Dataset records:
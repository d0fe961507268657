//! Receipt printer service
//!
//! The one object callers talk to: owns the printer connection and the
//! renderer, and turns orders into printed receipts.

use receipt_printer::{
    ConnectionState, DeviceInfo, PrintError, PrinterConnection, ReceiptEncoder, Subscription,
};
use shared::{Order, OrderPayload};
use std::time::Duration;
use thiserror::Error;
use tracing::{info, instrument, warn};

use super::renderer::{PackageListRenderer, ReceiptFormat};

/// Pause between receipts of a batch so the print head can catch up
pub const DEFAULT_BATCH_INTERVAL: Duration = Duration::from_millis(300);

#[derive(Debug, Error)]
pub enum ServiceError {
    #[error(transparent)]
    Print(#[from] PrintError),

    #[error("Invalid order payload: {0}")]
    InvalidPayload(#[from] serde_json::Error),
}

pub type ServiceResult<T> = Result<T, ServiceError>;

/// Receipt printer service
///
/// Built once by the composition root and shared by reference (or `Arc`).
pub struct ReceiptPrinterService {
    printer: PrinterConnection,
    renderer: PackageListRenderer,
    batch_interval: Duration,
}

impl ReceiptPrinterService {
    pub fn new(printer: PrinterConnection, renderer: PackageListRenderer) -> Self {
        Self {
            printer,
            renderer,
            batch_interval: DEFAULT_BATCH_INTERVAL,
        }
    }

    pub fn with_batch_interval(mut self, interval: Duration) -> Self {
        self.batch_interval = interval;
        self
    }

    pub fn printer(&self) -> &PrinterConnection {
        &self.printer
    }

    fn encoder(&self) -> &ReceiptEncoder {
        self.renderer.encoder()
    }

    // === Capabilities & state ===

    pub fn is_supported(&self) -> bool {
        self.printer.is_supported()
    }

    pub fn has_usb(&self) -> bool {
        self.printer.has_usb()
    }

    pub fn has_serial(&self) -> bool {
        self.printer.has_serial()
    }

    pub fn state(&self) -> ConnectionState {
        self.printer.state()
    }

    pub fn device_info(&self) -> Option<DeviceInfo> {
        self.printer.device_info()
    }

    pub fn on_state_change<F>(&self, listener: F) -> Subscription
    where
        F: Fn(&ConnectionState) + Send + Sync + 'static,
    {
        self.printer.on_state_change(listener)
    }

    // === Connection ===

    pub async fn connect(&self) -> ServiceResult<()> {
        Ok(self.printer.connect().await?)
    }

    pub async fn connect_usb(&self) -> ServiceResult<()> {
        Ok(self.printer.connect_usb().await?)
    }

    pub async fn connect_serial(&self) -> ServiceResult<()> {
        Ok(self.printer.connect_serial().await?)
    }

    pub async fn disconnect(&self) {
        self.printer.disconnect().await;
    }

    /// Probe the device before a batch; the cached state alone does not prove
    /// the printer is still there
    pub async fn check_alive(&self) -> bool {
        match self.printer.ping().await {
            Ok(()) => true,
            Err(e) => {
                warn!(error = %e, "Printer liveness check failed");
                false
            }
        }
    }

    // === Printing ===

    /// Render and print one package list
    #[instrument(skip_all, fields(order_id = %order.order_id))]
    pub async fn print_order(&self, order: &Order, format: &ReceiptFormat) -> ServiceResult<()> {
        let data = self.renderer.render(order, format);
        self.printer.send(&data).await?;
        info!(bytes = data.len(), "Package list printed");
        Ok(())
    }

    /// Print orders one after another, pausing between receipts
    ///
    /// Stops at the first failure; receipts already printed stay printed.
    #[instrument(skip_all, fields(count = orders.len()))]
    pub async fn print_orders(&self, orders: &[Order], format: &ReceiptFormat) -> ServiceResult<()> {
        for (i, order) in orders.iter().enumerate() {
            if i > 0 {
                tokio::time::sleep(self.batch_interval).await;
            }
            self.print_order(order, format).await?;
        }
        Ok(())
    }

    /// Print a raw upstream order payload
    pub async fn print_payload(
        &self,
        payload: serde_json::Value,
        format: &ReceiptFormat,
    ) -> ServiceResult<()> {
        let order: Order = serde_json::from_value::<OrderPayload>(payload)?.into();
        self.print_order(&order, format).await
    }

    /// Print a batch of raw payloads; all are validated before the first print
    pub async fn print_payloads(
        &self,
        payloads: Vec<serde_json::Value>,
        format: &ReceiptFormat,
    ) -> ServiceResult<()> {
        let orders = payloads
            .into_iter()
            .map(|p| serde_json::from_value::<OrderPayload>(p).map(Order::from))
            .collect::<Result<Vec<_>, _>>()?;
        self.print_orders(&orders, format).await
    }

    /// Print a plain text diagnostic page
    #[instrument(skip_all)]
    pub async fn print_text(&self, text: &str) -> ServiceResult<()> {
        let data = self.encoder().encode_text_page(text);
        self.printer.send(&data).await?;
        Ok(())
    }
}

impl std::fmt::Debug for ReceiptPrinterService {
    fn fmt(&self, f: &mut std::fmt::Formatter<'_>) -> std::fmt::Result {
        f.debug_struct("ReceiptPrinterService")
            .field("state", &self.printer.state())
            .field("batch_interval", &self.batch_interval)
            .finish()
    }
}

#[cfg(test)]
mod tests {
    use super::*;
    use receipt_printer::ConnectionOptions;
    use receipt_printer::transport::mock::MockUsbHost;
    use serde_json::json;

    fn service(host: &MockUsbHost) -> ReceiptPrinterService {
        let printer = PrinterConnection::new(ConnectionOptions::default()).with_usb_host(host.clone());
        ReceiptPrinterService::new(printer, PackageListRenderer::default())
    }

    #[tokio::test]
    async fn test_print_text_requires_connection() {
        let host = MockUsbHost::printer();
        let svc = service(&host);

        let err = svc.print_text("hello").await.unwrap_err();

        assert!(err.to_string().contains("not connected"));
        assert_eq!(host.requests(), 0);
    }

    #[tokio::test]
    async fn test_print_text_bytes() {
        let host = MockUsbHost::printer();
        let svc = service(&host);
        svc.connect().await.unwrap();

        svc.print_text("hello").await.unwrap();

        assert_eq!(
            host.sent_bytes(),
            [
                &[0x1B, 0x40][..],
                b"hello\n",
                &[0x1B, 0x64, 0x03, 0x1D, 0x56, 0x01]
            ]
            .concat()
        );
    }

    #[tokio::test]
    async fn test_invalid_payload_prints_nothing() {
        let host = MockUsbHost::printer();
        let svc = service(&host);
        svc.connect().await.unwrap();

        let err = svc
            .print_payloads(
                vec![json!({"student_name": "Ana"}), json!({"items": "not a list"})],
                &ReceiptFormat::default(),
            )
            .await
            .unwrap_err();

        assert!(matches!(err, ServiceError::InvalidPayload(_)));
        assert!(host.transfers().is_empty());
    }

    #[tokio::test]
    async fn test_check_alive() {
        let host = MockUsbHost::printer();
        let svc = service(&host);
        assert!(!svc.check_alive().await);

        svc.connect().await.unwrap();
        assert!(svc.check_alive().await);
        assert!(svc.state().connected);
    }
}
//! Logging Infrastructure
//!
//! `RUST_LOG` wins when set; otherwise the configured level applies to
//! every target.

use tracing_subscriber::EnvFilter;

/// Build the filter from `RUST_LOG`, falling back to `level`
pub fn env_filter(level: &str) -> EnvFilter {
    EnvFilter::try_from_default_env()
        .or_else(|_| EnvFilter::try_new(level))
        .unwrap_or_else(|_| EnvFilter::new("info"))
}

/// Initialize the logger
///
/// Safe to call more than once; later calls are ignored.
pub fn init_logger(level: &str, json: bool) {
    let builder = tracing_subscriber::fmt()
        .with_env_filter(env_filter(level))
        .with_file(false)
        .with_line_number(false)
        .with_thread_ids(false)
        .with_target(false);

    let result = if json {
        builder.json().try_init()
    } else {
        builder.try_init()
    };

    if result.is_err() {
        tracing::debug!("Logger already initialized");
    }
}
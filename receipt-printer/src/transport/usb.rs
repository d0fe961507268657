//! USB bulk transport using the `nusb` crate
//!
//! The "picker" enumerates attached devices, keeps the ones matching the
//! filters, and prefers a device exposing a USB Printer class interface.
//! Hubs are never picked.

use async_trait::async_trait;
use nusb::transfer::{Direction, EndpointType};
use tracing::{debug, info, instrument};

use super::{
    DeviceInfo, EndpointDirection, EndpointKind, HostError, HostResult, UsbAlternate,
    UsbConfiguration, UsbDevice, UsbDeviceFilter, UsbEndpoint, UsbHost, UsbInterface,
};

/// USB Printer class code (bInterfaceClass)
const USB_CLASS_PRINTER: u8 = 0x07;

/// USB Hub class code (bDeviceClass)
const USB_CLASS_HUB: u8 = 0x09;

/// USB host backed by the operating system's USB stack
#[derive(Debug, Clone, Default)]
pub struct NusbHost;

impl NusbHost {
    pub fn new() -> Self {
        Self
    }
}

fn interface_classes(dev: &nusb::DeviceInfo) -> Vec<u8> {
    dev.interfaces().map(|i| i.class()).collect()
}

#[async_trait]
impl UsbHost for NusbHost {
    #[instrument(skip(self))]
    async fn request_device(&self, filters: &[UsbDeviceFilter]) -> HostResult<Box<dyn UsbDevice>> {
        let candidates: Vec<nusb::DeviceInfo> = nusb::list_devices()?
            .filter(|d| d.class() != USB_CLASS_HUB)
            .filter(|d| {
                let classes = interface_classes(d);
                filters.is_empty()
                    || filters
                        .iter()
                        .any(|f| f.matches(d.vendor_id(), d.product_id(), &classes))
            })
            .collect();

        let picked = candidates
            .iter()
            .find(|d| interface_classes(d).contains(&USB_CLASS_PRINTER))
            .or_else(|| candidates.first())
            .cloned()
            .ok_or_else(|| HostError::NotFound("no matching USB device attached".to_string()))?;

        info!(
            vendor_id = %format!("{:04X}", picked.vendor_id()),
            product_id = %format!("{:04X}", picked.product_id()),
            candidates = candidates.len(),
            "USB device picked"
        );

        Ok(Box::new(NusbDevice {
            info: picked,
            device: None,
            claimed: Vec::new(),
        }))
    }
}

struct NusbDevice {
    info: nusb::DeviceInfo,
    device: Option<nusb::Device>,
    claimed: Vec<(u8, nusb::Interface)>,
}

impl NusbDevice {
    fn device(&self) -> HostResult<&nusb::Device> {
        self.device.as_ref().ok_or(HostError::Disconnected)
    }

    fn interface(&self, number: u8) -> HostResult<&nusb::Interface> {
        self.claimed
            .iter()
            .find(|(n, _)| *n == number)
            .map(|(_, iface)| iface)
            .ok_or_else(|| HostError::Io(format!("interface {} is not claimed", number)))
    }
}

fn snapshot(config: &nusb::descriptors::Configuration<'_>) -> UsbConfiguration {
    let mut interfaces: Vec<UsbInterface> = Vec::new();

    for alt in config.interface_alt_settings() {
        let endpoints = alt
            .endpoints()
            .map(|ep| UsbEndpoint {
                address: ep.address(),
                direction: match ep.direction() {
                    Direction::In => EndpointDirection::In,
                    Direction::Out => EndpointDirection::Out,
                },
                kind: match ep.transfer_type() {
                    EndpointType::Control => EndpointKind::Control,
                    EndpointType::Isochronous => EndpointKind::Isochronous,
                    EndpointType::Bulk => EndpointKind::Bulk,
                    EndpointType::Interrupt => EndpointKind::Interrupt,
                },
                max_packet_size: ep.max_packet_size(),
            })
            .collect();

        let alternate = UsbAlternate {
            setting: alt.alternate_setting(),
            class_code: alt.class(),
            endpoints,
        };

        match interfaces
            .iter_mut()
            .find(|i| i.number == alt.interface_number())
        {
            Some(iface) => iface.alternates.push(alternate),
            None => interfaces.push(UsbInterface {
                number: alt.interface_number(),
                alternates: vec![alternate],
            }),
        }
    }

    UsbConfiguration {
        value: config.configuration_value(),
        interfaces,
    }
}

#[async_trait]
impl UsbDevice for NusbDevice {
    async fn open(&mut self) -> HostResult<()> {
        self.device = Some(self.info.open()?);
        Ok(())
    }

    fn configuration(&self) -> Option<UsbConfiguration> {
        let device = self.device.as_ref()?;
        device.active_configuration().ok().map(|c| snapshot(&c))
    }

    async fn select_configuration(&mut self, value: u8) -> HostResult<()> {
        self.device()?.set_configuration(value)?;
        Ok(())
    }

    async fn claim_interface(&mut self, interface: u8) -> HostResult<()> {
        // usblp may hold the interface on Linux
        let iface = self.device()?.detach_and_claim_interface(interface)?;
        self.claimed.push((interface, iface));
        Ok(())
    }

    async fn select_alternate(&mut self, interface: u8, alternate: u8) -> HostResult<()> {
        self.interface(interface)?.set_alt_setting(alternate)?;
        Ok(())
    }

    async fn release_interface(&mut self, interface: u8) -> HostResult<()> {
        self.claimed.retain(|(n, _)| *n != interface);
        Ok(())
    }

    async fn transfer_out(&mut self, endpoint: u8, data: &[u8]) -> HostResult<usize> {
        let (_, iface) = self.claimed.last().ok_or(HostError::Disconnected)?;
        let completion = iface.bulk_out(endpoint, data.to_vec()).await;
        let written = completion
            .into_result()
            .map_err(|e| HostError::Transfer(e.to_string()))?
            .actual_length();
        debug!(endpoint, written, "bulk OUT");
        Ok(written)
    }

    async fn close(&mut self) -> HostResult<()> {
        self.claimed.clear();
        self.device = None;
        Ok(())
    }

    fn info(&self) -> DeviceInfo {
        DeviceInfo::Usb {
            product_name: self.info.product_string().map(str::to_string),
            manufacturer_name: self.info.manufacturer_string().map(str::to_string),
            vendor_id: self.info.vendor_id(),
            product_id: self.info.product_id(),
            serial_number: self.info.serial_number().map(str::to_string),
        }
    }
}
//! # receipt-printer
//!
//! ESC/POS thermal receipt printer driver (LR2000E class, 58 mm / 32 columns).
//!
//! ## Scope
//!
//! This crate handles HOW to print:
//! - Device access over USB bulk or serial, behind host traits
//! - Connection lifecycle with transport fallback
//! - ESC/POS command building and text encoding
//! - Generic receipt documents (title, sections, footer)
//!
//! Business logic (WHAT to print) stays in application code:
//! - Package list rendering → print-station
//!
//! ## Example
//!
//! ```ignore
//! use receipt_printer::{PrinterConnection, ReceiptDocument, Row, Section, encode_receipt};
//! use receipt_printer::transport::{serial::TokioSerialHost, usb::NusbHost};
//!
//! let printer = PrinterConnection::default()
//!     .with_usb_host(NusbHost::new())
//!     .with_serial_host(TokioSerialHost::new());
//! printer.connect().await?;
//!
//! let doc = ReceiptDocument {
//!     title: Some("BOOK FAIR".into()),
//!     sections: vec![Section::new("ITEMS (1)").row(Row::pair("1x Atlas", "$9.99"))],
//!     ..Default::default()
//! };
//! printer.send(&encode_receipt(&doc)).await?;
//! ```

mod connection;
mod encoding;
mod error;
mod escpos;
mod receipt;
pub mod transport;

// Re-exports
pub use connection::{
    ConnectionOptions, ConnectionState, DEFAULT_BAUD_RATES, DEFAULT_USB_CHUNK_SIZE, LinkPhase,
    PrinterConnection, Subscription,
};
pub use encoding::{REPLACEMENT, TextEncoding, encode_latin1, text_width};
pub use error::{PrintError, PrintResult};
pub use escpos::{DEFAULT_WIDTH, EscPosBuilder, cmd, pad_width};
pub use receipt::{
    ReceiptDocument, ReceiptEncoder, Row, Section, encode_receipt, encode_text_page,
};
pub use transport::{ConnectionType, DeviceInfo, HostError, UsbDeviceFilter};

--

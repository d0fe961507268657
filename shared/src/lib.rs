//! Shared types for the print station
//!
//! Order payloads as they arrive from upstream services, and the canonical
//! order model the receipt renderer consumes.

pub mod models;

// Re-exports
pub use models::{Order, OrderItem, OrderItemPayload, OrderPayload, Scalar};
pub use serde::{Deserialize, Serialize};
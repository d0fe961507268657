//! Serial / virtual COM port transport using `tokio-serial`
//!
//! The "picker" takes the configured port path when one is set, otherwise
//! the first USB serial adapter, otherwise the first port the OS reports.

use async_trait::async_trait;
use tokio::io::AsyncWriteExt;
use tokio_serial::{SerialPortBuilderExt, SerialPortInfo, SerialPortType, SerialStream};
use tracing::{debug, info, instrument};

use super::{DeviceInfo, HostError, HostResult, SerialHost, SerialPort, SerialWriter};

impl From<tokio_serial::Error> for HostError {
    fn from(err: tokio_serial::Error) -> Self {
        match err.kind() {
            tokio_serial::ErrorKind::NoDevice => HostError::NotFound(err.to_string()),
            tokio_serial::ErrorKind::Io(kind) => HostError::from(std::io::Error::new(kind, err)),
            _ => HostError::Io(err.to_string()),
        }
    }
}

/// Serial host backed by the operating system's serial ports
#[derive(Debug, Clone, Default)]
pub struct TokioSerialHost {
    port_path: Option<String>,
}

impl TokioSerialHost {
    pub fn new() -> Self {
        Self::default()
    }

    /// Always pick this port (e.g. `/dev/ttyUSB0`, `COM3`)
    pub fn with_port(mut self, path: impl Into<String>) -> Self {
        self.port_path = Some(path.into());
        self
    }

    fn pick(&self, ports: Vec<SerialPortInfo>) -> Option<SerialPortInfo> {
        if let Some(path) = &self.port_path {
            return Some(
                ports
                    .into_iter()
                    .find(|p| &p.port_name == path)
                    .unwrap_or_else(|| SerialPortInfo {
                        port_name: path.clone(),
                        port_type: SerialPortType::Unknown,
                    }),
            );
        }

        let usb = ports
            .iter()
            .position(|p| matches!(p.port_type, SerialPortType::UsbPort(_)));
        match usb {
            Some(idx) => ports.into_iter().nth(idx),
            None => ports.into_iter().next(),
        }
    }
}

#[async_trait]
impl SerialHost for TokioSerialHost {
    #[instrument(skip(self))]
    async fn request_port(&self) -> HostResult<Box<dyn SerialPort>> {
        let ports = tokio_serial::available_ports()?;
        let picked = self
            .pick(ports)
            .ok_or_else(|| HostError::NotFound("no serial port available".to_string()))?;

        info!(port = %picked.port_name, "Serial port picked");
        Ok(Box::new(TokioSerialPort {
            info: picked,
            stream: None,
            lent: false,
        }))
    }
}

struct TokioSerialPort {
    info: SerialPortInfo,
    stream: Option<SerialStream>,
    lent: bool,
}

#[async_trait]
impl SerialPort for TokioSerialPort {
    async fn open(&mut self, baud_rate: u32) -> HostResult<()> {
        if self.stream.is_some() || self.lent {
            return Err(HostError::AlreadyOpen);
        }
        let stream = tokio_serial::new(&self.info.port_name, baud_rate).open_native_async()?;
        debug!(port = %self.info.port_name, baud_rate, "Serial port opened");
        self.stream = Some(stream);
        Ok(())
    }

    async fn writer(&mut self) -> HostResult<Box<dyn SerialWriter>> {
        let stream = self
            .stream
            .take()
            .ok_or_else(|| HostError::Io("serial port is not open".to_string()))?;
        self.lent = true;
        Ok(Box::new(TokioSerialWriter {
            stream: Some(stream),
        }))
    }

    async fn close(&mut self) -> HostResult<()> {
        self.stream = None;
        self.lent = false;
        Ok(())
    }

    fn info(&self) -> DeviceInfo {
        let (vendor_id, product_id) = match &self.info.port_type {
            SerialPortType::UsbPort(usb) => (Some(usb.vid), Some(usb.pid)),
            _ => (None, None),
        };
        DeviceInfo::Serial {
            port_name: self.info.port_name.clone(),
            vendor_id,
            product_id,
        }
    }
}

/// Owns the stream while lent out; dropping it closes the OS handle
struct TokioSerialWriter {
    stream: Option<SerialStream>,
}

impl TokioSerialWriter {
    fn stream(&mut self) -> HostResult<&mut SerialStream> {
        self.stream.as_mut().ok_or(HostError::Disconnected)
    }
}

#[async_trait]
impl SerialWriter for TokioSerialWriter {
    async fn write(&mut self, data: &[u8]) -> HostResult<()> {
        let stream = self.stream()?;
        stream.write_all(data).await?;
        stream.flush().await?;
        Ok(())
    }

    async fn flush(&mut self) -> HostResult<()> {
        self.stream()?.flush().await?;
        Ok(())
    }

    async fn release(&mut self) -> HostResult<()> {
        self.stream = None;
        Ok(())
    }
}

Instructions for the task: Among the records above, extract exactly the lines from the line with "self.batch_interval = interval;" to the line with "pub async fn connect_usb(&self)", both lines included, and leave out the rest.

Your solution:
        self.batch_interval = interval;
        self
    }

    pub fn printer(&self) -> &PrinterConnection {
        &self.printer
    }

    fn encoder(&self) -> &ReceiptEncoder {
        self.renderer.encoder()
    }

    // === Capabilities & state ===

    pub fn is_supported(&self) -> bool {
        self.printer.is_supported()
    }

    pub fn has_usb(&self) -> bool {
        self.printer.has_usb()
    }

    pub fn has_serial(&self) -> bool {
        self.printer.has_serial()
    }

    pub fn state(&self) -> ConnectionState {
        self.printer.state()
    }

    pub fn device_info(&self) -> Option<DeviceInfo> {
        self.printer.device_info()
    }

    pub fn on_state_change<F>(&self, listener: F) -> Subscription
    where
        F: Fn(&ConnectionState) + Send + Sync + 'static,
    {
        self.printer.on_state_change(listener)
    }

    // === Connection ===

    pub async fn connect(&self) -> ServiceResult<()> {
        Ok(self.printer.connect().await?)
    }

    pub async fn connect_usb(&self) -> ServiceResult<()> {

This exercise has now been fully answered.